[[ Information given, beginning ]]
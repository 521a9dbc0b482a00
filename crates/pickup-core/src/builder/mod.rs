//! Builder pattern for constructing pickup engines.
//!
//! Composes a PickupEngine from storage and catalog implementations created
//! by factory functions, selected by name from configuration.

use crate::engine::event_bus::EventBus;
use crate::engine::token_issuer::TokenIssuer;
use crate::engine::PickupEngine;
use crate::state::{OrderLifecycleManager, OrderLimits};
use pickup_account::AccountPenaltyService;
use pickup_catalog::{CatalogError, CatalogInterface, CatalogService, PricingEngine};
use pickup_config::Config;
use pickup_storage::{StorageError, StorageInterface, StorageService};
use std::collections::HashMap;
use std::sync::Arc;
use thiserror::Error;

/// Errors that can occur during engine construction.
#[derive(Debug, Error)]
pub enum BuilderError {
	#[error("Configuration error: {0}")]
	Config(String),
	#[error("Missing required component: {0}")]
	MissingComponent(String),
}

/// Container for the factory functions needed to build a PickupEngine.
pub struct PickupFactories<SF, CF> {
	pub storage_factories: HashMap<String, SF>,
	pub catalog_factories: HashMap<String, CF>,
}

/// Builder for constructing a PickupEngine with pluggable implementations.
pub struct PickupBuilder {
	config: Config,
	tokens: TokenIssuer,
}

impl PickupBuilder {
	/// Creates a new PickupBuilder with the given configuration.
	pub fn new(config: Config) -> Self {
		Self {
			config,
			tokens: TokenIssuer::new(),
		}
	}

	/// Replaces the token issuer.
	pub fn with_token_issuer(mut self, tokens: TokenIssuer) -> Self {
		self.tokens = tokens;
		self
	}

	/// Builds the PickupEngine using factories for each component type.
	pub fn build<SF, CF>(
		self,
		factories: PickupFactories<SF, CF>,
	) -> Result<PickupEngine, BuilderError>
	where
		SF: Fn(&toml::Value) -> Result<Box<dyn StorageInterface>, StorageError>,
		CF: Fn(&toml::Value) -> Result<Box<dyn CatalogInterface>, CatalogError>,
	{
		// Create storage implementations
		let mut storage_impls = HashMap::new();
		for (name, config) in &self.config.storage.implementations {
			if let Some(factory) = factories.storage_factories.get(name) {
				match factory(config) {
					Ok(implementation) => {
						storage_impls.insert(name.clone(), implementation);
						let is_primary = &self.config.storage.primary == name;
						tracing::info!(component = "storage", implementation = %name, enabled = %is_primary, "Loaded");
					},
					Err(e) => {
						tracing::error!(
							component = "storage",
							implementation = %name,
							error = %e,
							"Failed to create storage implementation"
						);
						return Err(BuilderError::Config(format!(
							"Failed to create storage implementation '{}': {}",
							name, e
						)));
					},
				}
			}
		}

		if storage_impls.is_empty() {
			return Err(BuilderError::Config(
				"No valid storage implementations available".into(),
			));
		}

		let primary_storage = &self.config.storage.primary;
		let storage_backend = storage_impls.remove(primary_storage).ok_or_else(|| {
			BuilderError::Config(format!(
				"Primary storage '{}' failed to load or has invalid configuration",
				primary_storage
			))
		})?;
		let storage = Arc::new(StorageService::new(storage_backend));

		// Create catalog implementations
		let mut catalog_impls: HashMap<String, Arc<dyn CatalogInterface>> = HashMap::new();
		for (name, config) in &self.config.catalog.implementations {
			if let Some(factory) = factories.catalog_factories.get(name) {
				match factory(config) {
					Ok(implementation) => {
						catalog_impls.insert(name.clone(), Arc::from(implementation));
						let is_primary = &self.config.catalog.primary == name;
						tracing::info!(component = "catalog", implementation = %name, enabled = %is_primary, "Loaded");
					},
					Err(e) => {
						tracing::error!(
							component = "catalog",
							implementation = %name,
							error = %e,
							"Failed to create catalog implementation"
						);
						return Err(BuilderError::Config(format!(
							"Failed to create catalog implementation '{}': {}",
							name, e
						)));
					},
				}
			}
		}

		if catalog_impls.is_empty() {
			return Err(BuilderError::MissingComponent(
				"No catalog implementations available".into(),
			));
		}

		let catalog = Arc::new(
			CatalogService::new(catalog_impls, self.config.catalog.primary.clone())
				.map_err(|e| BuilderError::Config(e.to_string()))?,
		);

		let penalties = Arc::new(AccountPenaltyService::new(
			storage.clone(),
			self.config.penalty.strike_threshold,
			self.config.penalty.points_per_unit,
		));

		let event_bus = EventBus::default();
		let orders = Arc::new(OrderLifecycleManager::new(
			storage.clone(),
			catalog,
			penalties.clone(),
			PricingEngine::new(self.config.orders.max_quantity),
			self.tokens,
			event_bus.clone(),
			OrderLimits {
				ttl: self.config.orders.ttl(),
				max_lines: self.config.orders.max_lines,
			},
		));

		Ok(PickupEngine::new(
			self.config,
			storage,
			penalties,
			orders,
			event_bus,
		))
	}
}

#[cfg(test)]
mod tests {
	use super::*;
	use pickup_config::builders::config::ConfigBuilder;
	use pickup_types::OrderLineRequest;
	use rust_decimal_macros::dec;

	type StorageFactory = fn(&toml::Value) -> Result<Box<dyn StorageInterface>, StorageError>;
	type CatalogFactory = fn(&toml::Value) -> Result<Box<dyn CatalogInterface>, CatalogError>;

	fn factories() -> PickupFactories<StorageFactory, CatalogFactory> {
		PickupFactories {
			storage_factories: pickup_storage::get_all_implementations()
				.into_iter()
				.map(|(name, factory)| (name.to_string(), factory))
				.collect(),
			catalog_factories: pickup_catalog::get_all_implementations()
				.into_iter()
				.map(|(name, factory)| (name.to_string(), factory))
				.collect(),
		}
	}

	#[tokio::test]
	async fn test_build_from_config() {
		let config = ConfigBuilder::new()
			.strike_threshold(2)
			.product("latte", "3.50", &[("large", "0.50")], &[("Extra Shot", "1.00")])
			.build();
		let engine = PickupBuilder::new(config).build(factories()).unwrap();

		let order = engine
			.orders()
			.create_order(
				"acc-1",
				&[OrderLineRequest {
					product_id: "latte".into(),
					size: Some("large".into()),
					add_on_names: vec!["Extra Shot".into()],
					quantity: 2,
				}],
			)
			.await
			.unwrap();
		assert_eq!(order.total, dec!(10.00));
		assert_eq!(engine.penalties().strike_threshold(), 2);
	}

	#[tokio::test]
	async fn test_built_engine_runs_until_stopped() {
		let engine = PickupBuilder::new(ConfigBuilder::new().build())
			.build(factories())
			.unwrap();
		let runner = engine.clone();
		let task = tokio::spawn(async move { runner.run().await });

		tokio::time::sleep(std::time::Duration::from_millis(50)).await;
		engine.stop();
		let result = tokio::time::timeout(std::time::Duration::from_secs(5), task)
			.await
			.expect("engine did not stop")
			.unwrap();
		assert!(result.is_ok());
	}

	#[test]
	fn test_unknown_primary_storage_rejected() {
		let mut config = ConfigBuilder::new().build();
		config.storage.primary = "redis".into();
		let result = PickupBuilder::new(config).build(factories());
		assert!(matches!(result, Err(BuilderError::Config(_))));
	}

	#[test]
	fn test_invalid_catalog_config_rejected() {
		let mut config = ConfigBuilder::new().build();
		let bad: toml::Value = toml::from_str(
			r#"
[[products]]
id = "latte"
"#,
		)
		.unwrap();
		config.catalog.implementations.insert("static".into(), bad);
		let result = PickupBuilder::new(config).build(factories());
		assert!(matches!(result, Err(BuilderError::Config(_))));
	}
}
[[ Information given, end ]]
== Your instructions ==
Restate word for word only the lines running from the beginning of the data to the line holding "use crate::engine::event_bus::EventBus;", both included.

== Solved problem ==
repository 521a9dbc0b482a00
filename crates/pickup-core/src/builder/mod.rs
//! Builder pattern for constructing pickup engines.
//!
//! Composes a PickupEngine from storage and catalog implementations created
//! by factory functions, selected by name from configuration.

use crate::engine::event_bus::EventBus;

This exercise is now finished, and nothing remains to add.